Company director Christopher Walker said he was initially diagnosed with “most unusual” meningitis in 2012 and it took about 15 years to get the correct diagnosis of a tick-bourne disease.

During that time, he was a blood donor and he fears the seldom-researched bacteria could be transmissible by blood.

“I was an active blood donor,” Walker said. “I do suspect are people in Australia who are infected with borrelia who … got it courtesy of my blood donations.”

Newcastle mum of two Alex Patson told the roundtable she and her children contracted lyme-like diseases.

She said the ‘lyme’ tag was hurting the cause by inviting controversy.

“We need to lose the lyme name… it’s time that we have an Australian name for this cohort of symptoms so we finally can move forward.”

Doctor Of The Last Resort

Dr Richard Schloeffel described himself as “the doctor of last resort” for people with chronic disease spurring from a tick bite.

“By the time I see them, they’ve already seen 20 or 30 doctors. One of my patients had spent $1 million trying to get diagnosed before he came to me.”

Dr Richard Schloeffel says people come to him desperate for treatment. Picture: Fairfax Media / Jennifer Soo

Schloeffel said some patients were treated for several months with a protocol of supplements, antibiotics and therapy.

Some cases, he recommended they go to Germany for the “highly controversial” hyperthermia treatment where people spend nine hours with their body heated to 41 degrees in a clinic, often while receiving a high dose of antibiotics.

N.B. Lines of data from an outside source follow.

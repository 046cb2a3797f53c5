use tracing::{debug, warn};

use std::{
    fs::{self, File},
    io,
    num::NonZeroUsize,
    path::{Path, PathBuf},
};

use crate::{pipeline::Period, Error, Metric, Result};

const PREFIX: &str = "Sales Ranking";

/// The directory a run's reports go in: `Sales Ranking - May 2025` under
/// `out`, or plain `Sales Ranking` if no period is known.
#[must_use]
pub fn report_dir(out: &Path, period: Option<Period>) -> PathBuf {
    match period {
        Some(period) => out.join(format!("{PREFIX} - {period}")),
        None => out.join(PREFIX),
    }
}

/// Creates the [`report_dir`] if it does not exist yet, and returns it.
///
/// # Errors
///
/// Returns any error from creating the directory.
pub fn create_report_dir(out: &Path, period: Option<Period>) -> Result<PathBuf> {
    let dir = report_dir(out, period);
    fs::create_dir_all(&dir)?;
    Ok(dir)
}

#[must_use]
pub fn metric_file_name(metric: Metric, period: Option<Period>, page_size: NonZeroUsize) -> String {
    match period {
        Some(period) => format!("{PREFIX} - {metric} - {period} - {page_size} per page.txt"),
        None => format!("{PREFIX} - {metric} - {page_size} per page.txt"),
    }
}

#[must_use]
pub fn summary_file_name(period: Option<Period>) -> String {
    match period {
        Some(period) => format!("{PREFIX} - General - {period}.txt"),
        None => format!("{PREFIX} - General.txt"),
    }
}

#[must_use]
pub fn workbook_file_name(period: Option<Period>) -> String {
    match period {
        Some(period) => format!("{PREFIX} - {period}.xlsx"),
        None => format!("{PREFIX}.xlsx"),
    }
}

/// Checks that the file system holding `dir` has at least `needed` bytes
/// free. A `needed` of 0 always passes.
///
/// Free space is only known on Unix; elsewhere the check passes.
///
/// # Errors
///
/// Returns [`Error::InsufficientSpace`] if less than `needed` is free, and any
/// error from querying the file system.
pub fn ensure_free_space(dir: &Path, needed: u64) -> Result<()> {
    if needed == 0 {
        return Ok(());
    }
    let Some(free) = available_space(dir)? else {
        return Ok(());
    };
    debug!(dir = %dir.display(), free, needed, "checked free space");
    if free < needed {
        return Err(Error::InsufficientSpace {
            path: dir.to_path_buf(),
            needed,
            free,
        });
    }
    Ok(())
}

#[cfg(unix)]
fn available_space(dir: &Path) -> Result<Option<u64>> {
    let stat = rustix::fs::statvfs(dir).map_err(io::Error::from)?;
    Ok(Some(stat.f_bavail.saturating_mul(stat.f_frsize)))
}

#[cfg(not(unix))]
fn available_space(_dir: &Path) -> Result<Option<u64>> {
    Ok(None)
}

/// Writes the file at `path` through `write`, so that `path` only ever holds
/// complete output.
///
/// Any existing file at `path` is removed first. `write` gets a temporary
/// file, named `temp_...`, in the same directory; it is renamed to `path`
/// once `write` succeeds, and deleted if it fails.
///
/// # Errors
///
/// Returns [`Error::Locked`] if the existing file cannot be removed for lack
/// of permission (usually because another program has it open), and
/// otherwise any error from `write` or from the file system.
pub fn write_atomically<F>(path: &Path, write: F) -> Result<()>
where
    F: FnOnce(&mut File) -> Result<()>,
{
    let dir = match path.parent() {
        Some(dir) if !dir.as_os_str().is_empty() => dir,
        _ => Path::new("."),
    };
    remove_existing(path)?;
    let mut temp = tempfile::Builder::new().prefix("temp_").tempfile_in(dir)?;
    let written = write(temp.as_file_mut()).and_then(|()| Ok(temp.as_file().sync_all()?));
    match written {
        Ok(()) => {
            temp.persist(path).map_err(|e| e.error)?;
            debug!(path = %path.display(), "wrote output");
            Ok(())
        }
        Err(err) => {
            // dropping the temporary file deletes it
            drop(temp);
            if let Err(cleanup) = remove_existing(path) {
                warn!(path = %path.display(), "cleaning up failed output: {cleanup}");
            }
            Err(err)
        }
    }
}

fn remove_existing(path: &Path) -> Result<()> {
    match fs::remove_file(path) {
        Ok(()) => Ok(()),
        Err(e) if e.kind() == io::ErrorKind::NotFound => Ok(()),
        Err(e) if e.kind() == io::ErrorKind::PermissionDenied => Err(Error::Locked(path.to_path_buf())),
        Err(e) => Err(e.into()),
    }
}

#[cfg(test)]
mod tests {
    use std::io::Write;

    use super::*;

    const MAY_2025: Period = Period { month: 5, year: 2025 };

    fn entries(dir: &Path) -> Vec<String> {
        let mut names: Vec<String> = fs::read_dir(dir)
            .unwrap()
            .map(|e| e.unwrap().file_name().to_string_lossy().into_owned())
            .collect();
        names.sort();
        names
    }

    #[test]
    fn report_dir_fn_names_directory_after_period() {
        let out = Path::new("out");
        assert_eq!(report_dir(out, Some(MAY_2025)), Path::new("out/Sales Ranking - May 2025"));
        assert_eq!(report_dir(out, None), Path::new("out/Sales Ranking"));
    }

    #[test]
    fn file_name_fns_follow_the_report_naming_scheme() {
        let five = NonZeroUsize::new(5).unwrap();
        assert_eq!(
            metric_file_name(Metric::Tonnage, Some(MAY_2025), five),
            "Sales Ranking - Tonnage - May 2025 - 5 per page.txt"
        );
        assert_eq!(summary_file_name(Some(MAY_2025)), "Sales Ranking - General - May 2025.txt");
        assert_eq!(workbook_file_name(Some(MAY_2025)), "Sales Ranking - May 2025.xlsx");
        assert_eq!(workbook_file_name(None), "Sales Ranking.xlsx");
    }

    #[test]
    fn create_report_dir_fn_is_idempotent() {
        let out = tempfile::tempdir().unwrap();
        let first = create_report_dir(out.path(), Some(MAY_2025)).unwrap();
        let second = create_report_dir(out.path(), Some(MAY_2025)).unwrap();
        assert_eq!(first, second);
        assert!(first.is_dir());
    }

    #[test]
    fn write_atomically_fn_replaces_existing_file() {
        let dir = tempfile::tempdir().unwrap();
        let path = dir.path().join("report.txt");
        fs::write(&path, "old").unwrap();
        write_atomically(&path, |file| Ok(file.write_all(b"new")?)).unwrap();
        assert_eq!(fs::read_to_string(&path).unwrap(), "new");
        assert_eq!(entries(dir.path()), ["report.txt"]);
    }

    #[test]
    fn write_atomically_fn_leaves_nothing_behind_on_failure() {
        let dir = tempfile::tempdir().unwrap();
        let path = dir.path().join("report.txt");
        fs::write(&path, "old").unwrap();
        let err = write_atomically(&path, |file| {
            file.write_all(b"partial")?;
            Err(Error::UnknownMetric("boom".into()))
        })
        .unwrap_err();
        assert!(matches!(err, Error::UnknownMetric(_)));
        assert!(entries(dir.path()).is_empty(), "{:?}", entries(dir.path()));
    }

    #[cfg(unix)]
    #[test]
    fn write_atomically_fn_reports_a_file_it_cannot_replace_as_locked() {
        use std::os::unix::fs::PermissionsExt;

        let dir = tempfile::tempdir().unwrap();
        let path = dir.path().join("report.txt");
        fs::write(&path, "old").unwrap();
        fs::set_permissions(dir.path(), fs::Permissions::from_mode(0o555)).unwrap();
        // root ignores directory permissions
        let writable = File::create(dir.path().join("check")).is_ok();
        let result = write_atomically(&path, |file| Ok(file.write_all(b"new")?));
        fs::set_permissions(dir.path(), fs::Permissions::from_mode(0o755)).unwrap();
        if writable {
            return;
        }
        let err = result.unwrap_err();
        assert!(matches!(&err, Error::Locked(locked) if *locked == path), "{err}");
        assert_eq!(fs::read_to_string(&path).unwrap(), "old");
        assert_eq!(entries(dir.path()), ["report.txt"]);
    }

    #[test]
    fn ensure_free_space_fn_passes_with_no_threshold() {
        let dir = tempfile::tempdir().unwrap();
        ensure_free_space(dir.path(), 0).unwrap();
    }

    #[cfg(unix)]
    #[test]
    fn ensure_free_space_fn_fails_when_threshold_exceeds_free_space() {
        let dir = tempfile::tempdir().unwrap();
        ensure_free_space(dir.path(), 1).unwrap();
        let err = ensure_free_space(dir.path(), u64::MAX).unwrap_err();
        match err {
            Error::InsufficientSpace { path, needed, free } => {
                assert_eq!(path, dir.path());
                assert_eq!(needed, u64::MAX);
                assert!(free < needed);
            }
            other => panic!("unexpected error: {other}"),
        }
    }
}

“Over 1000 Australians have been -- patients are going there every week," Schloeffel said. "We’re the biggest supplier of patients.”

As for those who are treated in Australia, he said blood tests alone could cost up to $3000 and antibiotics were more than $400 a week with with supplements costing about $600 a month.

And that’s if you could find a doctor to prescribe them.

“Most GPs are constantly fearful someone will dob them in for treating someone,” Schloeffel said.

Lyme Disease Association of Australia representative Sharon Whiteman said many doctors refused to treat patients.

“We have a shrinking number of doctors willing to receive referrals from us,” Whiteman said. “Right now in Australia, we have patients being treated at home.

“They’re neglected and rejected from Australian hospitals.”